Впрочем, вся постановка построена как серия флешбэков. Начинается она с конца, где опустошенный и окончательно спившийся Дик (Максим Виторган здесь наиболее убедителен) пытается понять, как же он оказался в этой точке, где повернул не туда, зашел не в ту дверь. Он мучительно вспоминает всю прошедшую жизнь — блестящие перспективы молодого врача-психиатра, знакомство с хорошенькой пациенткой Николь (Мария Рыщенкова), их внезапный роман, женитьбу и семейное счастье на Лазурном берегу. Но, стремясь быть честным с собой, он вспоминает и деньги, которые получал от богатых родственников Николь, и свои измены с молоденькой актрисой, пустышкой Розмари (Полина Рафеева). И уже не знает, чего в их браке было больше — настоящей любви или непомерных амбиций, комплекса Пигмалиона, вытащившего свою Галатею из хаоса безумия.

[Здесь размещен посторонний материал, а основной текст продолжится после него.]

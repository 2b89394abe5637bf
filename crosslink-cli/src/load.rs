use std::path::Path;

use anyhow::{Context, bail};
use crosslink_fpga::{Command, FpgaManager};
use log::info;

use crate::Fpga;
use crate::bridge::MAX_I2C_TRANSFER;

/// Load the bitstream at `path` through the FPGA manager sequence.
pub(crate) fn action(fpga: Fpga<'_>, path: &Path) -> anyhow::Result<()> {
    let image = std::fs::read(path)
        .with_context(|| format!("Failed to read bitstream {}", path.display()))?;
    check_fits(image.len())?;
    info!("Loading {} ({} bytes)", path.display(), image.len());

    let mut manager = FpgaManager::new(fpga);
    manager
        .load(&image)
        .with_context(|| format!("Loading failed at step {:?}", manager.state()))?;
    println!("Loaded {}", path.display());
    Ok(())
}

/// The MCP2221 sends the whole burst as one I2C transfer.
fn check_fits(image_len: usize) -> anyhow::Result<()> {
    let burst_len = Command::LscBitstreamBurst.frame().len() + image_len;
    if burst_len > MAX_I2C_TRANSFER {
        bail!(
            "Bitstream of {image_len} bytes is too large: the MCP2221 can write at most \
             {MAX_I2C_TRANSFER} bytes in one I2C transfer, including the 4-byte burst command"
        );
    }
    Ok(())
}

#[cfg(test)]
mod test {
    use super::check_fits;

    #[test]
    fn burst_must_fit_one_transfer() {
        assert!(check_fits(65_531).is_ok());
        assert!(check_fits(65_532).is_err());
    }
}
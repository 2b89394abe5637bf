use anyhow::Context;
use crosslink_fpga::CROSSLINK_IDCODE;

use crate::Fpga;

/// Reset the CrossLink and report what answered.
pub(crate) fn action(mut fpga: Fpga<'_>) -> anyhow::Result<()> {
    let address = fpga.config().address;
    let policy = fpga.config().reset_policy;
    fpga.reset_with_policy(policy)
        .with_context(|| format!("No CrossLink found at address {address:#04x}"))?;
    let usercode = fpga.read_usercode().context("Failed to read USERCODE")?;

    println!("CrossLink at {address:#04x}");
    println!("  IDCODE:   {CROSSLINK_IDCODE:#010x}");
    println!("  USERCODE: {usercode:#010x}");
    Ok(())
}
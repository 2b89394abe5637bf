#![doc = include_str!("../README.md")]
#![deny(missing_docs)]
#![deny(unsafe_code)]

pub mod burst;
pub mod commands;
mod config;
mod driver;
mod error;
pub mod manager;
pub mod status;
pub mod timing;

pub use commands::Command;
pub use config::{Config, ResetPolarity, ResetPolicy};
pub use driver::{CROSSLINK_IDCODE, CrossLink, DriverError, RunState};
pub use error::Error;
pub use manager::{FpgaManager, FpgaManagerOps, FpgaManagerState};
pub use status::StatusWord;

Спектакль разделен на две части: в первой мы видим версию событий с точки зрения Дика, во второй — со стороны Николь. Причем некоторые сцены тут повторяются дважды и звучат по-разному. Там, где Дик видит свою жену надменной и уверенной в себе светской львицей, она сама ощущает себя лишней, одинокой и никому не нужной. Так прихотливо и избирательно работает наша память. Инсценировка Половцевой нелинейна — нарратив тут порублен в мелкую крошку и тщательно перемешан, а реальность то и дело искажается в болезненном восприятии героев. Так что зрителям приходится постоянно быть начеку, пытаясь отличить прошлое от будущего, а явь от вымысла.
Если в романе Николь со временем выздоравливает, набирается сил и уходит от мужа к недалекому, но преданному солдафону Томми (Александр Матросов), то здесь она вновь и вновь проваливается в свое сумасшествие, в вытесненные воспоминания об отце (Олег Зима), который совратил ее в 15 лет.
Причем иногда подобные переходы происходят внутри одной сцены, что требует от актеров мгновенных перевоплощений. Нелли Уварова из заботливой медсестры в клинике за секунду становится холодной и расчетливой сестрой Николь, привыкшей решать все проблемы с помощью чековой книжки. Но самая сложная роль у Марии Рыщенковой, она виртуозно меняет регистры — от робкой наивной девушки к цветущей, любимой и любящей женщине, от соблазнительной красотки к раздираемой ужасом и страхом пациентке психбольницы, бьющейся в конвульсиях на панцирной кровати.
Понятно, что в этой истории травмированных душ никакого хеппи-энда ждать не приходится. Но Екатерина Половцева придумывает для спектакля финал если не светлый, то уводящий разговор в другую плоскость. В конце она повторяет прием с киносъемками, на котором был целиком построен ее «Мизантроп и я» в РАМТе. Ставшая голливудской звездой Розмари пытается снять фильм о своих бывших друзьях и кумирах — супругах Дайверах. Но никто, конечно, не может сыграть такого Дика, какого помнит и любит она. Этот несколько искусственный финал спектакля выглядит самоиронией режиссера, понимающего бессилие кино и театра, который может изобразить лишь слабую копию реальности или наших собственных фантазий.